Dans un monde dystopique furieusement proche du nôtre, le jeune Alex s'ingénie à commettre le mal sans le moindre remords : en compagnie de ses drougs, il se livre à la bastonnade, au viol et à la torture sur fond de musique classique. Bientôt incarcéré, il subit un traitement chimique qui le rend allergique à toute forme de violence.

Tout le génie de Burgess éclate dans ce livre sans équivalent, entre roman d'anticipation et conte philosophique. Le romancier, qui fut linguiste et compositeur, réussit en outre le prodige d'inventer une langue, le nadsat, dans laquelle son héros raconte sa propre histoire.

Mon avis

L'orange mécanique (avec un L apostrophe pour commencer) est l'exemple type de roman génial dépassé par son adaptation au cinéma.

Qui ne connait pas le film fabuleux de Stanley Kubrick, qui a marqué son époque à sa sortie, il y a déjà un demi-siècle ?

Et pourtant, le mérite en revient essentiellement à Anthony Burgess car le film "tient" presque entièrement dans le roman !

Dans un univers futur qui ressemble - malheureusement - beaucoup à certains quartiers de notre présent, Alex, le personnage principal du roman balade sa désespérance à coup d'ultra-violence, avec sa bande de copains (aujourd'hui, on dirait son gang).

Il frappe, il boit, il viole, tout ça en écoutant du Beethoven... jouissance extrême.

Dès la première page, le lecteur est saisi à la gorge par le fond du récit (c'est un des premiers grands romans dystopiques, à réserver exclusivement aux adultes, tant il est violent), mais surtout par sa forme.

L'idée géniale d'Anthony Burgess - qui était linguiste avant de mettre à l'écriture - est d'avoir inventé de toutes pièces une novlangue du futur, le nadsat, dans laquelle Alex s'exprime à la première personne.

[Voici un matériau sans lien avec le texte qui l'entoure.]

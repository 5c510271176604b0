use std::path::PathBuf;
use thiserror::Error;

/// Failures a recorder operation can end with
#[derive(Error, Debug)]
pub enum RecorderError {
    #[error("Microphone permission not granted")]
    PermissionDenied,

    #[error("No recording available at {}", .0.display())]
    NoRecording(PathBuf),

    #[error("Cannot play while a recording is in progress")]
    RecordingInProgress,

    #[error("Audio device error: {0}")]
    Device(String),
}

/// A single frame read that produced no usable data
#[derive(Error, Debug, Clone, Copy, PartialEq, Eq)]
pub enum ReadError {
    #[error("Invalid operation on audio source")]
    InvalidOperation,
}
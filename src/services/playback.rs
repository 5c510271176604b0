use crate::audio::AudioSink;
use crate::error::RecorderError;
use anyhow::{Context, Result};
use std::io::ErrorKind;
use std::path::Path;

/// Read the whole recording at `path` into memory
///
/// A missing or empty file is `RecorderError::NoRecording`.
pub fn load_recording(path: &Path) -> Result<Vec<u8>> {
    let data = match std::fs::read(path) {
        Ok(data) => data,
        Err(e) if e.kind() == ErrorKind::NotFound => {
            return Err(RecorderError::NoRecording(path.to_path_buf()).into());
        }
        Err(e) => {
            return Err(e).with_context(|| format!("Failed to read recording: {:?}", path));
        }
    };

    if data.is_empty() {
        return Err(RecorderError::NoRecording(path.to_path_buf()).into());
    }

    Ok(data)
}

/// Write a loaded recording to `sink` in a single call
pub fn play_recording(data: &[u8], sink: &mut dyn AudioSink) -> Result<usize> {
    sink.start().context("Failed to start audio output")?;
    let written = sink.write(data).context("Failed to write audio output")?;

    if written < data.len() {
        tracing::warn!("Output accepted {} of {} bytes", written, data.len());
    }
    tracing::info!("Played {} bytes", written);
    Ok(written)
}
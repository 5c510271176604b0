use crate::audio::capture;

/// Answers whether the microphone may be used
///
/// Granting access is someone else's job; the recorder only asks.
pub trait Permissions: Send + Sync {
    fn microphone_granted(&self) -> bool;
}

/// Desktop stand-in for a permission prompt: access is granted when recording
/// is enabled in config and the host has an input device.
pub struct DevicePermissions {
    enabled: bool,
}

impl DevicePermissions {
    pub fn new(enabled: bool) -> Self {
        Self { enabled }
    }
}

impl Permissions for DevicePermissions {
    fn microphone_granted(&self) -> bool {
        if !self.enabled {
            tracing::debug!("Microphone disabled in config");
            return false;
        }
        capture::input_device_available()
    }
}

/// Fixed answer, for tests
#[cfg(test)]
pub struct StaticPermissions(pub bool);

#[cfg(test)]
impl Permissions for StaticPermissions {
    fn microphone_granted(&self) -> bool {
        self.0
    }
}
//! In-memory sources and sinks for tests

use super::format::{AudioFormat, samples_to_pcm};
use super::sink::{AudioSink, SinkFactory};
use super::source::{AudioSource, OpenedSource, SourceFactory};
use crate::error::ReadError;
use anyhow::Result;
use std::collections::VecDeque;
use std::sync::atomic::{AtomicBool, AtomicUsize, Ordering};
use std::sync::{Arc, Mutex};
use std::time::{Duration, Instant};

#[derive(Default)]
pub struct SourceEvents {
    pub started: AtomicBool,
    pub stopped: AtomicBool,
    pub opened: AtomicUsize,
}

/// Plays back a fixed script of reads, then either clears `active` or
/// generates a counting signal forever
pub struct FakeSource {
    script: VecDeque<Result<Vec<u8>, ReadError>>,
    active: Option<Arc<AtomicBool>>,
    frame_delay: Duration,
    realtime: Option<AudioFormat>,
    started_at: Option<Instant>,
    emitted_bytes: usize,
    next_sample: i16,
    events: Arc<SourceEvents>,
}

impl FakeSource {
    pub fn scripted(
        script: Vec<Result<Vec<u8>, ReadError>>,
        active: Arc<AtomicBool>,
        events: Arc<SourceEvents>,
    ) -> Self {
        Self {
            script: script.into(),
            active: Some(active),
            frame_delay: Duration::ZERO,
            realtime: None,
            started_at: None,
            emitted_bytes: 0,
            next_sample: 0,
            events,
        }
    }

    pub fn endless(frame_delay: Duration, events: Arc<SourceEvents>) -> Self {
        Self {
            script: VecDeque::new(),
            active: None,
            frame_delay,
            realtime: None,
            started_at: None,
            emitted_bytes: 0,
            next_sample: 0,
            events,
        }
    }

    /// Endless source that delivers each frame no earlier than a device
    /// running at `format` would have filled it
    pub fn realtime(format: AudioFormat, events: Arc<SourceEvents>) -> Self {
        Self {
            realtime: Some(format),
            ..Self::endless(Duration::ZERO, events)
        }
    }

    pub fn realtime_factory(buffer_bytes: usize, events: Arc<SourceEvents>) -> SourceFactory {
        Arc::new(move |format: AudioFormat| -> Result<OpenedSource> {
            events.opened.fetch_add(1, Ordering::SeqCst);
            Ok(OpenedSource {
                source: Box::new(FakeSource::realtime(format, events.clone())),
                buffer_bytes,
            })
        })
    }

    pub fn factory(buffer_bytes: usize, events: Arc<SourceEvents>) -> SourceFactory {
        Arc::new(move |_format: AudioFormat| -> Result<OpenedSource> {
            events.opened.fetch_add(1, Ordering::SeqCst);
            Ok(OpenedSource {
                source: Box::new(FakeSource::endless(
                    Duration::from_millis(1),
                    events.clone(),
                )),
                buffer_bytes,
            })
        })
    }
}

impl AudioSource for FakeSource {
    fn start(&mut self) -> Result<()> {
        self.started_at = Some(Instant::now());
        self.events.started.store(true, Ordering::SeqCst);
        Ok(())
    }

    fn read_frame(&mut self, buf: &mut [u8]) -> Result<usize, ReadError> {
        if let Some(step) = self.script.pop_front() {
            let bytes = step?;
            let n = bytes.len().min(buf.len());
            buf[..n].copy_from_slice(&bytes[..n]);
            return Ok(n);
        }

        if let Some(active) = &self.active {
            active.store(false, Ordering::SeqCst);
            return Ok(0);
        }

        match (self.realtime, self.started_at) {
            (Some(format), Some(started_at)) => {
                let due = started_at + format.duration_of(self.emitted_bytes + buf.len());
                std::thread::sleep(due.saturating_duration_since(Instant::now()));
            }
            _ => std::thread::sleep(self.frame_delay),
        }
        self.emitted_bytes += buf.len();
        let samples: Vec<i16> = (0..buf.len() / AudioFormat::BYTES_PER_SAMPLE)
            .map(|_| {
                let s = self.next_sample;
                self.next_sample = self.next_sample.wrapping_add(1);
                s
            })
            .collect();
        Ok(samples_to_pcm(&samples, buf))
    }

    fn stop(&mut self) {
        self.events.stopped.store(true, Ordering::SeqCst);
    }
}

/// Collects everything written to it
#[derive(Clone, Default)]
pub struct FakeSink {
    pub started: Arc<AtomicBool>,
    pub played: Arc<Mutex<Vec<u8>>>,
}

impl FakeSink {
    pub fn factory(&self) -> SinkFactory {
        let sink = self.clone();
        Arc::new(move |_format: AudioFormat| -> Result<Box<dyn AudioSink>> {
            Ok(Box::new(sink.clone()))
        })
    }

    pub fn played(&self) -> Vec<u8> {
        self.played.lock().map(|p| p.clone()).unwrap_or_default()
    }
}

impl AudioSink for FakeSink {
    fn start(&mut self) -> Result<()> {
        self.started.store(true, Ordering::SeqCst);
        Ok(())
    }

    fn write(&mut self, buf: &[u8]) -> Result<usize> {
        let mut played = self
            .played
            .lock()
            .map_err(|_| anyhow::anyhow!("sink poisoned"))?;
        played.clear();
        played.extend_from_slice(buf);
        Ok(buf.len())
    }
}
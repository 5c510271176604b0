use super::format::AudioFormat;
use anyhow::Result;
use std::sync::Arc;

/// Consumer of raw PCM bytes (e.g. a speaker)
pub trait AudioSink {
    /// Start the output
    fn start(&mut self) -> Result<()>;

    /// Write audio bytes, returning how many were accepted
    ///
    /// Blocks until the data has been handed to the device.
    fn write(&mut self, buf: &[u8]) -> Result<usize>;
}

/// Opens an output sink for a format; used once per playback
pub type SinkFactory = Arc<dyn Fn(AudioFormat) -> Result<Box<dyn AudioSink>> + Send + Sync>;
/// Result of one frame
#[derive(Debug, Clone, PartialEq, Eq)]
pub enum FrameOutcome {
    /// Nothing is running; don't schedule another frame
    Idle,
    Continue,
    /// Level completed; `level` is the new level
    LevelUp { level: u32 },
    /// Session ended; stop scheduling and show the summary
    SessionOver(GameSummary),
}

impl FrameOutcome {
    /// Whether the driver should request another frame
    pub fn wants_next_frame(&self) -> bool {
        matches!(self, FrameOutcome::Continue | FrameOutcome::LevelUp { .. })
    }
}

/// One continuous play attempt
#[derive(Debug, Clone, PartialEq)]
pub struct Session {
    pub username: String,
    /// Wall-clock start, ms since epoch
    pub started_at_ms: f64,
    pub running: bool,
}

impl Session {
    /// Whole seconds elapsed at `now_ms` (never negative)
    pub fn elapsed_secs(&self, now_ms: f64) -> u64 {
        ((now_ms - self.started_at_ms).max(0.0) / 1000.0).floor() as u64
    }
}

/// Game instance holding all state
pub struct Game<S> {
    settings: Settings,
    leaderboard: Leaderboard<S>,
    phase: Phase,
    state: Option<GameState>,
    session: Option<Session>,
    input: InputState,
    autopilot: bool,
    last_summary: Option<GameSummary>,
}
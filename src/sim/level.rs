//! Level progression and difficulty
//!
//! Both speeds follow the same linear curve,
//! `base + increment * (level - 1)`, and are always recomputed from the level
//! number rather than accumulated, so they cannot drift.

use crate::settings::Settings;
use crate::speed_for_level;

#[derive(Debug, Clone, Copy, PartialEq)]
pub struct LevelState {
    /// 1-based level number
    pub level: u32,
    /// Pixels per frame the blocks scroll left
    pub block_speed: f32,
    /// Pixels per frame (per axis) the enemy closes in
    pub enemy_speed: f32,
}

impl LevelState {
    pub fn first(settings: &Settings) -> Self {
        Self::at(1, settings)
    }

    /// State for an arbitrary level (0 is treated as 1)
    pub fn at(level: u32, settings: &Settings) -> Self {
        let level = level.max(1);
        Self {
            level,
            block_speed: speed_for_level(settings.base_block_speed, settings.speed_increment, level),
            enemy_speed: speed_for_level(settings.base_enemy_speed, settings.speed_increment, level),
        }
    }

    /// Move to the next level and recompute speeds
    pub fn advance(&mut self, settings: &Settings) {
        *self = Self::at(self.level.saturating_add(1), settings);
        log::debug!(
            "Level {}: block_speed={}, enemy_speed={}",
            self.level,
            self.block_speed,
            self.enemy_speed
        );
    }

    /// Whether clearing the current level finishes the run
    pub fn is_final(&self, settings: &Settings) -> bool {
        settings.max_level.is_some_and(|max| self.level >= max)
    }
}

Un extrait pour bien comprendre l'exercice : "Alors il a joué les gros bras sur la dévotchka, qui n'arrêtait pas de critch critch critch critcher à quatre temps, tzarrible; il lui a fait une clé aux roukeurs par-derrière, pendant que j'arrachais ci et ça et tout et que les autres continuaient à pousser leurs "hah hah hah", et c'étaient des groudnés drôlement chouettes tzarrible qui ont montré alors leur glaze rose, Ô mes frères, tandis que je dénouais les aiguillettes et me préparais au plongeon".

Le nadsat est difficilement compréhensible au début de la lecture, puis le lecteur s'habitue peu à peu, au fur et à mesure qu'il s'éloigne de la réalité et plonge dans cet univers bizarroïde.

Quelle idée géniale !

Quel meilleur moyen de dépayser un lecteur que de lui faire perde ses repères linguistiques, un peu comme s'il se trouvait dans un pays étranger où les habitants s'expriment dans une langue à peine un peu compréhensible  !

La fin du roman est une incitation à la réflexion, acide, amère, sur notre société.

Soigner le mal par le mal ? Quel futur donner à nos banlieues, aux jeunes qui ont décroché ? Un texte déstabilisant, profondément intelligent, qui a marqué l'histoire de la littérature.

Immanquable !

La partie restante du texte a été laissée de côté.